The console, which went on sale Tuesday for $100, lets players try games for free before buying them, a selling point Ouya (pronounced oo-yah) CEO Julie Uhrman often makes to underscore that gamers who use consoles made by “the big three” can't test games before they spend as much as $60 to purchase them.
“We are definitely disrupting the console market,” Uhrman says. “I mean, there's been no startup that has had a meaningful impact on the market in decades, and we're the first. We offer something different.”
So far, Ouya's pitch seems to be working. The underdog console had sold out on Amazon.com and on Target's website by Tuesday afternoon. It is available at other outlets, including Best Buy and GameStop.
The Ouya game cube measures about 3 inches on each side and hooks up to a TV set. The console comes with a single controller. Additional controllers cost $50.
There are nearly 180 games available for Ouya, ranging from the likes of “Crazy Cat Lady” to the more established “Final Fantasy III” from Square Enix. The company says more games are on the way. There are also some non-gaming apps, such as online music service TuneIn Radio.
The games are sold through Ouya's storefront, not Google Play, the app store where people buy games for Android tablets and mobile devices. Pricing is left up to individual game developers; many games are in the single digits. “Final Fantasy” is an exception at $16. Ouya takes a 30 percent cut from the game developers.
While you won't find “Grand Theft Auto IV” or the latest “Call of Duty” among the available titles, there are plenty of others from independent developers whose games may never make it onto the dominant consoles, Microsoft's Xbox, Sony's PlayStation and Nintendo's Wii.
“I don't think it's ever really going to challenge the big three, but it offers a lot to the more casual gamer,” says Anthony Yacullo, a self-described “gadget geek” from Lawrenceville, N.J. Like thousands of other gamers and game developers, Yacullo already has an Ouya. He contributed at least $95 to the company through crowdfunding website, Kickstarter.
“When I'm out on the road for work and come home, I don't want to play 'Call of Duty,” he says. Rather, Yacullo says he looks for games more like the ones on his phone — except he doesn't want to be staring at his phone.

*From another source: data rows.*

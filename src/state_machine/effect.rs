//! Effects produced by state transitions

use crate::db::{MessageContent, ToolCallRequest};
use std::time::Duration;

/// Effects to be executed after a state transition
#[derive(Debug, Clone, PartialEq)]
pub enum Effect {
    /// Stage a message for the next commit
    RecordMessage { content: MessageContent },

    /// Append all staged messages to the store in one write
    CommitMessages,

    /// Drop staged messages that were never committed
    DiscardPending,

    /// Call the model with the current history
    RequestModel,

    /// Run the tool calls, producing one result per call
    DispatchTools { calls: Vec<ToolCallRequest> },

    /// Wait, then deliver `Event::RetryTimeout`
    ScheduleRetry { delay: Duration, attempt: u32 },
}

impl Effect {
    pub fn record(content: MessageContent) -> Self {
        Effect::RecordMessage { content }
    }
}
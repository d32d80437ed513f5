//! LLM error types

use std::time::Duration;
use thiserror::Error;

/// Model backend failure with classification
#[derive(Debug, Clone, Error)]
#[error("{message}")]
pub struct LlmError {
    pub kind: LlmErrorKind,
    pub message: String,
    pub retry_after: Option<Duration>,
}

impl LlmError {
    pub fn new(kind: LlmErrorKind, message: impl Into<String>) -> Self {
        Self {
            kind,
            message: message.into(),
            retry_after: None,
        }
    }

    pub fn with_retry_after(mut self, duration: Duration) -> Self {
        self.retry_after = Some(duration);
        self
    }

    pub fn network(message: impl Into<String>) -> Self {
        Self::new(LlmErrorKind::Network, message)
    }

    pub fn rate_limit(message: impl Into<String>) -> Self {
        Self::new(LlmErrorKind::RateLimit, message)
    }

    pub fn server_error(message: impl Into<String>) -> Self {
        Self::new(LlmErrorKind::ServerError, message)
    }

    pub fn auth(message: impl Into<String>) -> Self {
        Self::new(LlmErrorKind::Auth, message)
    }

    pub fn invalid_request(message: impl Into<String>) -> Self {
        Self::new(LlmErrorKind::InvalidRequest, message)
    }

    pub fn unknown(message: impl Into<String>) -> Self {
        Self::new(LlmErrorKind::Unknown, message)
    }

    /// Classify a non-success HTTP status
    pub fn from_status(status: u16, message: impl Into<String>) -> Self {
        let message = message.into();
        match status {
            400 => Self::invalid_request(format!("Invalid request: {message}")),
            401 | 403 => Self::auth(format!("Authentication failed: {message}")),
            429 => Self::rate_limit(format!("Rate limit exceeded: {message}")),
            500..=599 => Self::server_error(format!("Server error: {message}")),
            _ => Self::unknown(format!("HTTP {status}: {message}")),
        }
    }

    /// Classify a transport failure
    pub fn from_reqwest(e: &reqwest::Error) -> Self {
        if e.is_timeout() {
            Self::network(format!("Request timeout: {e}"))
        } else if e.is_connect() {
            Self::network(format!("Connection failed: {e}"))
        } else {
            Self::unknown(format!("Request failed: {e}"))
        }
    }
}

/// Error classification for retry logic
#[derive(Debug, Clone, Copy, PartialEq, Eq)]
pub enum LlmErrorKind {
    /// Network issues, timeouts - retryable
    Network,
    /// Rate limited (429) - retryable with backoff
    RateLimit,
    /// Server error (5xx) - retryable
    ServerError,
    /// Authentication failed (401, 403) - not retryable
    Auth,
    /// Bad request (400) - not retryable
    InvalidRequest,
    /// Unknown error
    Unknown,
}

impl LlmErrorKind {
    pub fn is_retryable(self) -> bool {
        matches!(self, Self::Network | Self::RateLimit | Self::ServerError)
    }
}

#[cfg(test)]
mod tests {
    use super::*;

    #[test]
    fn test_status_classification() {
        assert_eq!(LlmError::from_status(400, "x").kind, LlmErrorKind::InvalidRequest);
        assert_eq!(LlmError::from_status(403, "x").kind, LlmErrorKind::Auth);
        assert_eq!(LlmError::from_status(429, "x").kind, LlmErrorKind::RateLimit);
        assert_eq!(LlmError::from_status(503, "x").kind, LlmErrorKind::ServerError);
        assert_eq!(LlmError::from_status(418, "x").kind, LlmErrorKind::Unknown);
    }

    #[test]
    fn test_retryable_kinds() {
        assert!(LlmErrorKind::Network.is_retryable());
        assert!(LlmErrorKind::RateLimit.is_retryable());
        assert!(LlmErrorKind::ServerError.is_retryable());
        assert!(!LlmErrorKind::Auth.is_retryable());
        assert!(!LlmErrorKind::InvalidRequest.is_retryable());
        assert!(!LlmErrorKind::Unknown.is_retryable());
    }
}
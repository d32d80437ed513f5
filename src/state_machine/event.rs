//! Events that drive a turn

use crate::db::{MessageContent, ToolResultContent};
use crate::llm::LlmErrorKind;
use std::time::Duration;

/// Events that trigger state transitions
#[derive(Debug, Clone)]
pub enum Event {
    UserInput {
        text: String,
    },

    /// The model produced an assistant message
    ModelResponse {
        message: MessageContent,
    },
    ModelError {
        message: String,
        kind: LlmErrorKind,
        retry_after: Option<Duration>,
    },
    /// A scheduled retry delay elapsed
    RetryTimeout {
        attempt: u32,
    },

    /// All calls of the current batch finished, in request order
    ToolsDispatched {
        results: Vec<ToolResultContent>,
    },
}
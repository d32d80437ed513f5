//! Shell command execution

use super::{parse_input, Tool, ToolContext, ToolOutput};
use async_trait::async_trait;
use serde::Deserialize;
use serde_json::{json, Value};
use std::process::Stdio;
use std::time::Duration;
use tokio::process::Command;

#[cfg(unix)]
use nix::sys::signal::{killpg, Signal};
#[cfg(unix)]
use nix::unistd::Pid;

const MAX_OUTPUT_LENGTH: usize = 128 * 1024;
const SNIP_SIZE: usize = 4 * 1024;
const DEFAULT_TIMEOUT: Duration = Duration::from_secs(30);

#[derive(Debug, Deserialize)]
struct RunCmdInput {
    command: String,
}

/// Runs a command through `sh -c` in the session's working directory
pub struct RunCmdTool {
    timeout: Duration,
}

impl Default for RunCmdTool {
    fn default() -> Self {
        Self {
            timeout: DEFAULT_TIMEOUT,
        }
    }
}

impl RunCmdTool {
    pub fn with_timeout(timeout: Duration) -> Self {
        Self { timeout }
    }

    async fn execute(&self, command: &str, ctx: &ToolContext) -> ToolOutput {
        let mut cmd = Command::new("sh");
        cmd.args(["-c", command])
            .current_dir(&ctx.working_dir)
            .stdin(Stdio::null())
            .stdout(Stdio::piped())
            .stderr(Stdio::piped())
            .kill_on_drop(true);

        // Own process group so the whole tree can be signalled
        #[cfg(unix)]
        cmd.process_group(0);

        let child = match cmd.spawn() {
            Ok(c) => c,
            Err(e) => return ToolOutput::error(format!("Failed to spawn process: {e}")),
        };

        let pid = child.id();
        tracing::debug!(session_id = %ctx.session_id, pid, command, "Command started");

        tokio::select! {
            biased;

            () = ctx.cancel.cancelled() => {
                Self::kill_process_group(pid);
                ToolOutput::error("[command cancelled]")
            }

            () = tokio::time::sleep(self.timeout) => {
                Self::kill_process_group(pid);
                ToolOutput::error(format!("[command timed out after {:?}]", self.timeout))
            }

            result = child.wait_with_output() => {
                match result {
                    Ok(output) => {
                        let stdout = String::from_utf8_lossy(&output.stdout);
                        let stderr = String::from_utf8_lossy(&output.stderr);

                        if output.status.success() {
                            ToolOutput::success(Self::truncate_output(&format!("{stdout}{stderr}")))
                        } else {
                            let exit_code = output.status.code().unwrap_or(-1);
                            let detail = if stderr.is_empty() { stdout } else { stderr };
                            ToolOutput::error(format!(
                                "[command failed: exit code {exit_code}]\n{}",
                                Self::truncate_output(&detail)
                            ))
                        }
                    }
                    Err(e) => ToolOutput::error(format!("Command execution failed: {e}")),
                }
            }
        }
    }

    #[cfg(unix)]
    fn kill_process_group(pid: Option<u32>) {
        let Some(pgid) = pid.and_then(|p| i32::try_from(p).ok()) else {
            return;
        };
        tracing::debug!(pgid, "Sending SIGKILL to process group");
        let _ = killpg(Pid::from_raw(pgid), Signal::SIGKILL);
    }

    #[cfg(not(unix))]
    fn kill_process_group(_pid: Option<u32>) {}

    /// Keep the head and tail of oversized output
    fn truncate_output(output: &str) -> String {
        if output.len() <= MAX_OUTPUT_LENGTH {
            return output.to_string();
        }

        let mut head_end = SNIP_SIZE;
        while !output.is_char_boundary(head_end) {
            head_end -= 1;
        }
        let mut tail_start = output.len() - SNIP_SIZE;
        while !output.is_char_boundary(tail_start) {
            tail_start += 1;
        }

        format!(
            "[output truncated in middle: got {} bytes, max is {} bytes]\n{}\n\n[snip]\n\n{}",
            output.len(),
            MAX_OUTPUT_LENGTH,
            output.get(..head_end).unwrap_or_default(),
            output.get(tail_start..).unwrap_or_default()
        )
    }
}

#[async_trait]
impl Tool for RunCmdTool {
    fn name(&self) -> &'static str {
        "run_cmd_command"
    }

    fn description(&self) -> String {
        format!(
            "Run a shell command via sh -c and return its combined output. \
             State (working directory, variables) does not persist between calls. \
             Commands time out after {} seconds. Never run destructive commands \
             without the user's explicit confirmation.",
            self.timeout.as_secs()
        )
    }

    fn input_schema(&self) -> Value {
        json!({
            "type": "object",
            "required": ["command"],
            "properties": {
                "command": {
                    "type": "string",
                    "description": "Shell command to execute"
                }
            }
        })
    }

    fn destructive(&self) -> bool {
        true
    }

    async fn run(&self, input: Value, ctx: ToolContext) -> ToolOutput {
        let input: RunCmdInput = match parse_input(input) {
            Ok(i) => i,
            Err(e) => return e,
        };

        if input.command.trim().is_empty() {
            return ToolOutput::error("Command cannot be empty");
        }

        self.execute(&input.command, &ctx).await
    }
}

That's where Ouya comes in. Still, the new console is unlikely to present a serious challenge to high-end consoles coming out from Sony Corp. and Microsoft Corp. later this year. Ouya lacks recent blockbuster games with high-end graphics. But at a fraction of the price (the Xbox One will cost $500 and the PlayStation 4, $400), it appeals to budget-conscious gamers, gadget geeks and those looking for an alternative to gaming power-trio.
Gartner analyst Brian Blau says the measure of Ouya's success will not be the number of consoles it sells but the amount of money game developers make –and whether there is a steady stream of new games for the device. What's missing now, he adds, is the big-name video game brands such as Activision and Electronic Arts supporting Ouya.
That could come later.
The project to build the Ouya console launched on Kickstarter last July. On Aug. 9, 2012, Ouya's funding period ended with $8.6 million pledged, more than nine times the original $950,000 goal its creators had set. More than 63,000 people donated, with 12 pledging $10,000 or more.
“We brought it to Kickstarter because we wanted to know if anybody really wanted this,” Uhrman says. “We had talked with developers and industry veterans like (video game designer) Brian Fargo and Ed Fries, who is one of the founders, basically, of Xbox, and there was a general feeling that there was a void in the market place for soemthing. But we wanted to validate it.”
This May, Santa Monica, Calif.-based Ouya received another $15 million in venture capital funding from Kleiner Perkins Caufield & Byers, other VC firms, and chip maker Nvidia.
Ouya is not the first independent game console to attempt a challenge to the big three console makers. Four years ago, a startup called OnLive launched, offering games streamed over an Internet connection, similar to the way Netflix offers streamed movies and TV shows. OnLive's small game consoles went on sale for $99 in 2010, but they never gained broad appeal or even made a dent in the traditional console market.
Another early backer, Pedro Amador-Gates, thinks Ouya should “not even go after the consoles,” but rather appeal to hobbyists and do-it-yourself folks.
“This is like a baby system compared to an about-to-be upgraded gaming system,” he says, referring to the Xbox one and the PS4. But, much like it was with the early cell phone games, “it will only get better.”